Il ne s’agit pas ici d’un coup de tête isolé, d’une folie passagère. L’achat compulsif se répète. Si la tension psychique engendrée par les pensées obsédantes s’apaise une fois l’acte d’acheter réalisé, elle ne tarde pas à se renouveler. Malgré de grandes similitudes, les dépensiers compulsifs ne sont pas atteints des troubles obsessionnels décrits au chapitre précédent sur les radins et avares. Certes, une forte tension interne les pousse à la dépense, comme l’obsessionnel à réaliser ses rituels.
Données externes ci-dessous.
//! Connection lifecycle and bucket-scoped store handles.
//!
//! A [`Connection`] is owned by the host. Each bucket handle is created on
//! first use and shared afterwards; concurrent first use still yields one
//! handle.

use std::sync::Arc;

use ahash::AHashMap;
use parking_lot::Mutex;

use crate::{
    backend::{KvStore, MemoryKvStore},
    config::{BackendKind, GraphConfig},
    diagnostics::require,
    errors::{ErrorCode, Result},
    pattern::is_valid_token,
};

#[cfg(feature = "sqlite-backend")]
use crate::backend::sqlite::{self, SharedConnection, SqliteKvStore};

enum Target {
    Memory,
    #[cfg(feature = "sqlite-backend")]
    Sqlite(SharedConnection),
}

pub struct Connection {
    target: Target,
    buckets: Mutex<AHashMap<String, Arc<dyn KvStore>>>,
}

impl Connection {
    pub fn open(config: &GraphConfig) -> Result<Self> {
        let target = match config.backend {
            BackendKind::Memory => Target::Memory,
            #[cfg(feature = "sqlite-backend")]
            BackendKind::Sqlite => match &config.sqlite.path {
                Some(path) => Target::Sqlite(sqlite::open_connection(path)?),
                None => Target::Sqlite(sqlite::open_in_memory_connection()?),
            },
            #[cfg(not(feature = "sqlite-backend"))]
            BackendKind::Sqlite => {
                return Err(crate::errors::KvGraphError::storage(
                    "sqlite backend not compiled in (enable the sqlite-backend feature)",
                ));
            }
        };
        tracing::info!(backend = ?config.backend, "connection opened");
        Ok(Self {
            target,
            buckets: Mutex::new(AHashMap::new()),
        })
    }

    pub fn in_memory() -> Self {
        Self {
            target: Target::Memory,
            buckets: Mutex::new(AHashMap::new()),
        }
    }

    pub fn bucket(&self, name: &str) -> Result<Arc<dyn KvStore>> {
        require(
            is_valid_token(name),
            ErrorCode::ArgInvalidToken,
            format!("bucket name '{name}' is not a valid key token"),
        )?;
        let mut buckets = self.buckets.lock();
        if let Some(store) = buckets.get(name) {
            return Ok(Arc::clone(store));
        }
        let store: Arc<dyn KvStore> = match &self.target {
            Target::Memory => Arc::new(MemoryKvStore::new()),
            #[cfg(feature = "sqlite-backend")]
            Target::Sqlite(conn) => Arc::new(SqliteKvStore::with_connection(Arc::clone(conn), name)),
        };
        buckets.insert(name.to_string(), Arc::clone(&store));
        tracing::debug!(bucket = name, "bucket handle created");
        Ok(store)
    }

    pub fn bucket_names(&self) -> Vec<String> {
        let mut names: Vec<String> = self.buckets.lock().keys().cloned().collect();
        names.sort();
        names
    }

    /// Releases every bucket handle held by this connection. Handles already
    /// given out stay usable until their last clone drops.
    pub fn close(self) -> Result<()> {
        let released = self.buckets.lock().len();
        drop(self);
        tracing::info!(buckets = released, "connection closed");
        Ok(())
    }
}

impl std::fmt::Debug for Connection {
    fn fmt(&self, f: &mut std::fmt::Formatter<'_>) -> std::fmt::Result {
        let backend = match self.target {
            Target::Memory => "memory",
            #[cfg(feature = "sqlite-backend")]
            Target::Sqlite(_) => "sqlite",
        };
        f.debug_struct("Connection")
            .field("backend", &backend)
            .field("buckets", &self.bucket_names())
            .finish()
    }
}
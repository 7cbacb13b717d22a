use rusqlite::Connection;

use crate::errors::{KvGraphError, Result};

pub const SCHEMA_VERSION: i64 = 1;

pub fn ensure_schema(conn: &Connection) -> Result<()> {
    conn.execute_batch(
        r#"
        CREATE TABLE IF NOT EXISTS kv_entries (
            bucket   TEXT NOT NULL,
            key      TEXT NOT NULL,
            value    BLOB NOT NULL,
            revision INTEGER NOT NULL,
            PRIMARY KEY (bucket, key)
        ) WITHOUT ROWID;
        CREATE TABLE IF NOT EXISTS kv_buckets (
            bucket   TEXT PRIMARY KEY,
            revision INTEGER NOT NULL DEFAULT 0
        );
        CREATE TABLE IF NOT EXISTS kv_meta (
            id             INTEGER PRIMARY KEY CHECK (id = 1),
            schema_version INTEGER NOT NULL
        );
        "#,
    )
    .map_err(|e| KvGraphError::storage(e.to_string()))?;
    conn.execute(
        "INSERT OR IGNORE INTO kv_meta(id, schema_version) VALUES(1, ?1)",
        [SCHEMA_VERSION],
    )
    .map_err(|e| KvGraphError::storage(e.to_string()))?;
    Ok(())
}

pub fn read_schema_version(conn: &Connection) -> Result<i64> {
    conn.query_row("SELECT schema_version FROM kv_meta WHERE id=1", [], |row| {
        row.get(0)
    })
    .map_err(|e| KvGraphError::storage(e.to_string()))
}
use std::sync::{
    Arc,
    atomic::{AtomicU64, Ordering},
};

use crate::errors::Result;

use super::{KeyStream, KvEntry, KvStore};

#[derive(Debug, Clone, Copy, Default, PartialEq, Eq)]
pub struct KvMetricsSnapshot {
    pub gets: u64,
    pub puts: u64,
    pub updates: u64,
    pub creates: u64,
    pub deletes: u64,
    pub key_scans: u64,
    /// Keys actually pulled out of scan streams.
    pub keys_pulled: u64,
}

impl KvMetricsSnapshot {
    pub fn reads(&self) -> u64 {
        self.gets + self.key_scans
    }

    pub fn writes(&self) -> u64 {
        self.puts + self.updates + self.creates + self.deletes
    }

    pub fn total_calls(&self) -> u64 {
        self.reads() + self.writes()
    }
}

#[derive(Default)]
pub struct KvMetrics {
    gets: AtomicU64,
    puts: AtomicU64,
    updates: AtomicU64,
    creates: AtomicU64,
    deletes: AtomicU64,
    key_scans: AtomicU64,
    keys_pulled: AtomicU64,
}

impl KvMetrics {
    pub fn snapshot(&self) -> KvMetricsSnapshot {
        KvMetricsSnapshot {
            gets: self.gets.load(Ordering::Relaxed),
            puts: self.puts.load(Ordering::Relaxed),
            updates: self.updates.load(Ordering::Relaxed),
            creates: self.creates.load(Ordering::Relaxed),
            deletes: self.deletes.load(Ordering::Relaxed),
            key_scans: self.key_scans.load(Ordering::Relaxed),
            keys_pulled: self.keys_pulled.load(Ordering::Relaxed),
        }
    }

    pub fn reset(&self) {
        self.gets.store(0, Ordering::Relaxed);
        self.puts.store(0, Ordering::Relaxed);
        self.updates.store(0, Ordering::Relaxed);
        self.creates.store(0, Ordering::Relaxed);
        self.deletes.store(0, Ordering::Relaxed);
        self.key_scans.store(0, Ordering::Relaxed);
        self.keys_pulled.store(0, Ordering::Relaxed);
    }
}

pub struct InstrumentedStore<S> {
    inner: S,
    metrics: Arc<KvMetrics>,
}

impl<S: KvStore> InstrumentedStore<S> {
    pub fn new(inner: S) -> Self {
        Self {
            inner,
            metrics: Arc::new(KvMetrics::default()),
        }
    }

    pub fn metrics(&self) -> Arc<KvMetrics> {
        Arc::clone(&self.metrics)
    }

    pub fn inner(&self) -> &S {
        &self.inner
    }
}

impl<S: KvStore> KvStore for InstrumentedStore<S> {
    fn get(&self, key: &str) -> Result<Option<KvEntry>> {
        self.metrics.gets.fetch_add(1, Ordering::Relaxed);
        self.inner.get(key)
    }

    fn put(&self, key: &str, value: &[u8]) -> Result<u64> {
        self.metrics.puts.fetch_add(1, Ordering::Relaxed);
        self.inner.put(key, value)
    }

    fn update(&self, key: &str, value: &[u8]) -> Result<u64> {
        self.metrics.updates.fetch_add(1, Ordering::Relaxed);
        self.inner.update(key, value)
    }

    fn create(&self, key: &str, value: &[u8]) -> Result<u64> {
        self.metrics.creates.fetch_add(1, Ordering::Relaxed);
        self.inner.create(key, value)
    }

    fn delete(&self, key: &str) -> Result<()> {
        self.metrics.deletes.fetch_add(1, Ordering::Relaxed);
        self.inner.delete(key)
    }

    fn keys(&self, patterns: &[&str]) -> Result<KeyStream> {
        self.metrics.key_scans.fetch_add(1, Ordering::Relaxed);
        let stream = self.inner.keys(patterns)?;
        let metrics = Arc::clone(&self.metrics);
        Ok(Box::new(stream.inspect(move |_| {
            metrics.keys_pulled.fetch_add(1, Ordering::Relaxed);
        })))
    }
}
use kvgraph::{
    ErrorCode, KvStore, MemoryKvStore,
    backend::{SCAN_PAGE_SIZE, SqliteKvStore},
};

fn collect(store: &dyn KvStore, patterns: &[&str]) -> Vec<String> {
    let mut keys: Vec<String> = store
        .keys(patterns)
        .expect("keys")
        .collect::<Result<_, _>>()
        .expect("stream");
    keys.sort();
    keys
}

fn seed(store: &dyn KvStore) {
    for key in ["a.b.c", "a.x.c", "a.b.d", "a.b", "b.a", "node.1.label"] {
        store.put(key, key.as_bytes()).expect("put");
    }
}

macro_rules! contract_suite {
    ($module:ident, $make:expr) => {
        mod $module {
            use super::*;

            fn store() -> Box<dyn KvStore> {
                Box::new($make)
            }

            #[test]
            fn test_get_missing_is_none() {
                let store = store();
                assert!(store.get("nothing.here").expect("get").is_none());
            }

            #[test]
            fn test_put_then_get_returns_value_and_revision() {
                let store = store();
                let rev = store.put("a.b", b"one").expect("put");
                let entry = store.get("a.b").expect("get").expect("present");
                assert_eq!(entry.value, b"one");
                assert_eq!(entry.revision, rev);
                assert_eq!(entry.string(), "one");
            }

            #[test]
            fn test_revisions_increase() {
                let store = store();
                let first = store.put("a.b", b"1").expect("put");
                let second = store.update("a.b", b"2").expect("update");
                let third = store.create("a.c", b"3").expect("create");
                assert!(first < second && second < third);
                assert_eq!(store.get("a.b").expect("get").expect("present").value, b"2");
            }

            #[test]
            fn test_create_fails_when_key_exists() {
                let store = store();
                store.create("a.b", b"1").expect("first create");
                let err = store.create("a.b", b"2").expect_err("duplicate");
                assert!(err.is_key_exists());
                assert_eq!(err.code(), ErrorCode::KvKeyExists);
                assert_eq!(store.get("a.b").expect("get").expect("present").value, b"1");
            }

            #[test]
            fn test_delete_removes_key_and_tolerates_missing() {
                let store = store();
                store.put("a.b", b"1").expect("put");
                store.delete("a.b").expect("delete");
                assert!(store.get("a.b").expect("get").is_none());
                store.delete("a.b").expect("second delete");
                store.create("a.b", b"again").expect("create after delete");
            }

            #[test]
            fn test_single_wildcard_scan() {
                let store = store();
                seed(store.as_ref());
                assert_eq!(collect(store.as_ref(), &["a.*.c"]), vec!["a.b.c", "a.x.c"]);
            }

            #[test]
            fn test_tail_wildcard_scan() {
                let store = store();
                seed(store.as_ref());
                assert_eq!(
                    collect(store.as_ref(), &["a.>"]),
                    vec!["a.b", "a.b.c", "a.b.d", "a.x.c"]
                );
            }

            #[test]
            fn test_pattern_union_is_deduplicated() {
                let store = store();
                seed(store.as_ref());
                assert_eq!(
                    collect(store.as_ref(), &["a.b.*", "a.*.c", "b.a"]),
                    vec!["a.b.c", "a.b.d", "a.x.c", "b.a"]
                );
            }

            #[test]
            fn test_empty_pattern_list_selects_everything() {
                let store = store();
                seed(store.as_ref());
                assert_eq!(collect(store.as_ref(), &[]).len(), 6);
                assert_eq!(collect(store.as_ref(), &[">"]).len(), 6);
            }

            #[test]
            fn test_exact_pattern() {
                let store = store();
                seed(store.as_ref());
                assert_eq!(collect(store.as_ref(), &["a.b"]), vec!["a.b"]);
                assert!(collect(store.as_ref(), &["a.q"]).is_empty());
            }

            #[test]
            fn test_invalid_pattern_is_rejected() {
                let store = store();
                let err = store.keys(&["a.>.b"]).err().expect("invalid pattern");
                assert_eq!(err.code(), ErrorCode::KvInvalidPattern);
            }

            #[test]
            fn test_scan_spans_several_pages_in_order() {
                let store = store();
                let total = SCAN_PAGE_SIZE * 2 + 7;
                for n in 0..total {
                    store.put(&format!("k.{n:05}"), b"").expect("put");
                }
                store.put("l.00000", b"").expect("put");
                let keys: Vec<String> = store
                    .keys(&["k.*"])
                    .expect("keys")
                    .collect::<Result<_, _>>()
                    .expect("stream");
                assert_eq!(keys.len(), total);
                assert!(keys.windows(2).all(|pair| pair[0] < pair[1]));
            }

            #[test]
            fn test_scan_reads_pages_as_it_goes() {
                let store = store();
                for n in 0..SCAN_PAGE_SIZE + 10 {
                    store.put(&format!("k.{n:05}"), b"").expect("put");
                }
                let mut stream = store.keys(&["k.>"]).expect("keys");
                assert_eq!(stream.next().expect("first").expect("key"), "k.00000");
                // Written behind the first page after the scan started.
                store.put("k.99999", b"").expect("late put");
                store.delete(&format!("k.{:05}", SCAN_PAGE_SIZE + 5)).expect("late delete");
                let rest: Vec<String> = stream.collect::<Result<_, _>>().expect("stream");
                assert_eq!(rest.len(), SCAN_PAGE_SIZE + 9);
                assert_eq!(rest.last().map(String::as_str), Some("k.99999"));
            }

            #[test]
            fn test_json_helpers() {
                let store = store();
                store.put("a.json", br#"["x","y"]"#).expect("put");
                let entry = store.get("a.json").expect("get").expect("present");
                let ids: Vec<String> = entry.json().expect("json");
                assert_eq!(ids, vec!["x", "y"]);
            }
        }
    };
}

contract_suite!(memory, MemoryKvStore::new());
contract_suite!(sqlite, SqliteKvStore::open_in_memory("contract").expect("sqlite"));

#[test]
fn test_sqlite_buckets_are_isolated() {
    let conn = kvgraph::backend::sqlite::open_in_memory_connection().expect("conn");
    let left = SqliteKvStore::with_connection(conn.clone(), "left");
    let right = SqliteKvStore::with_connection(conn, "right");
    left.put("k.1", b"l").expect("put");
    assert!(right.get("k.1").expect("get").is_none());
    assert_eq!(collect(&right, &[">"]).len(), 0);
    right.put("k.1", b"r").expect("put");
    assert_eq!(left.get("k.1").expect("get").expect("present").value, b"l");
    assert_eq!(right.bucket(), "right");
}

#[test]
fn test_sqlite_persists_across_reopen() {
    let dir = tempfile::tempdir().expect("tempdir");
    let path = dir.path().join("kv.db");
    {
        let store = SqliteKvStore::open(&path, "graph").expect("open");
        store.put("node.a", b"a").expect("put");
    }
    let store = SqliteKvStore::open(&path, "graph").expect("reopen");
    assert_eq!(store.get("node.a").expect("get").expect("present").value, b"a");
    let rev = store.put("node.b", b"b").expect("put");
    assert!(rev > 1);
}

#[test]
fn test_memory_store_counts_entries() {
    let store = MemoryKvStore::new();
    assert!(store.is_empty());
    seed(&store);
    assert_eq!(store.len(), 6);
    assert_eq!(store.revision(), 6);
}

#[test]
fn test_sqlite_schema_is_versioned() {
    let conn = kvgraph::backend::sqlite::open_in_memory_connection().expect("conn");
    let version = kvgraph::schema::read_schema_version(&conn.lock()).expect("version");
    assert_eq!(version, kvgraph::schema::SCHEMA_VERSION);
    // Re-running the migration on an initialized database is a no-op.
    kvgraph::schema::ensure_schema(&conn.lock()).expect("idempotent");
}

#[test]
fn test_sqlite_scan_handles_non_ascii_tokens() {
    let store = SqliteKvStore::open_in_memory("unicode").expect("sqlite");
    store.put("node.ä.label", b"x").expect("put");
    store.put("node.äb.label", b"y").expect("put");
    store.put("node.b.label", b"z").expect("put");
    assert_eq!(collect(&store, &["node.ä.*"]), vec!["node.ä.label"]);
}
Mais on ne retrouve pas chez la majorité des acheteurs excessifs de traits de personnalité obsessionnelle. Ils se comportent davantage comme des toxicomanes.
On comprend que l’acheteur compulsif est un être en souffrance. Il est rarement heureux, toujours insatisfait. Sa souffrance est d’autant plus intense qu’elle est double, psychologique et sociale. Soumis à ses compulsions, il a l’illusion en dépensant de se soulager, mais les difficultés financières engendrées le font retomber dans le marasme et la culpabilité que son entourage ne manque pas d’attiser.
Une perte de contrôle
Les victimes de cette forme de dépendance à l’argent décrivent toutes le sentiment de frénésie qui les étreint au moment de l’achat. C’est une véritable ivresse qui les pousse à dépenser des sommes importantes en une ou plusieurs fois.
Cette griserie peut les mener à la ruine et au cumul d’emprunts. Après les banques, la famille, ils n’hésitent pas à « taper » les amis. Demain, il sera toujours temps de trouver le moyen de rembourser.
Une prise de conscience difficile
Les dépensiers compulsifs ont conscience de leur trouble, mais ils ne le reconnaissent pas devant les autres. Ils minimisent et usent du mensonge. Ils mentent aux autres et à eux- mêmes. Les pertes d’argent s’accumulent et, par peur de la réaction des proches, ils cachent leurs fautes, dissimulent leurs excès. Ils redoutent moins les reproches que les interventions visant à les empêcher de se livrer à leur activité favorite. Seules les réactions de l’entourage en cas de catastrophe financière sont susceptibles de les faire réagir. Malheureusement, bien tardivement. Il est d’autant plus difficile pour les proches de comprendre l’ampleur des dégâts que l’acheteur se livre à un plaisir solitaire. Il s’arrange pour ne pas être accompagné, il sait que son excitation ne se partage pas. Il connaît trop le sentiment de honte qui l’envahit une fois son forfait commis.
La dépendance entretient un mécanisme de dissonance. Le sujet sait qu’il prend des risques, mais les conséquences négatives sont pour les autres. Il sera épargné. Ce phénomène est bien connu chez les tabagiques. Le tabac est un danger pour la santé, le fumeur occulte cette vérité, persuadé que la maladie ne l’atteindra pas. Ce processus en psychologie s’appelle l’annulation. Il correspond à un mécanisme de défense contre l’anxiété que nous utilisons tous. Conscients de la réalité d’un risque, nous nous conduisons comme s’il n’existait pas. Nous le reléguons au fin fond de notre psychisme afin de nous sentir moins menacés. C’est illusoire, peu efficace dans la durée. Dans le cas des acheteurs compulsifs, les dettes s’accumulent vite et la faillite ne peut passer inaperçue bien longtemps. Les dépensiers, qui ne reconnaissent à aucun moment l’existence du problème, présentent des perturbations graves de la personnalité. Ils opèrent dans ce que l’on dénomme en psychologie le déni, véritable rejet de la réalité. Les comportements dilapidateurs accompagnent dans ce cas une pathologie mentale d’ordre psychotique ou schizophrénique.
C’est pourquoi il est nécessaire de rester vigilant lorsqu’un proche ou un ami vous semble être trop dépensier. Agir vite, prévenir, c’est guérir. Il faut lui parler des risques et l’amener à les mentaliser. Accepter de voir en face le danger encouru motive chez certains dépendants l’arrêt de la consommation. La prise en charge du dépensier compulsif passe, comme avec l’alcoolique ou le drogué, par le traitement de la dissonance avec une réelle prise de conscience des conséquences néfastes de son addiction.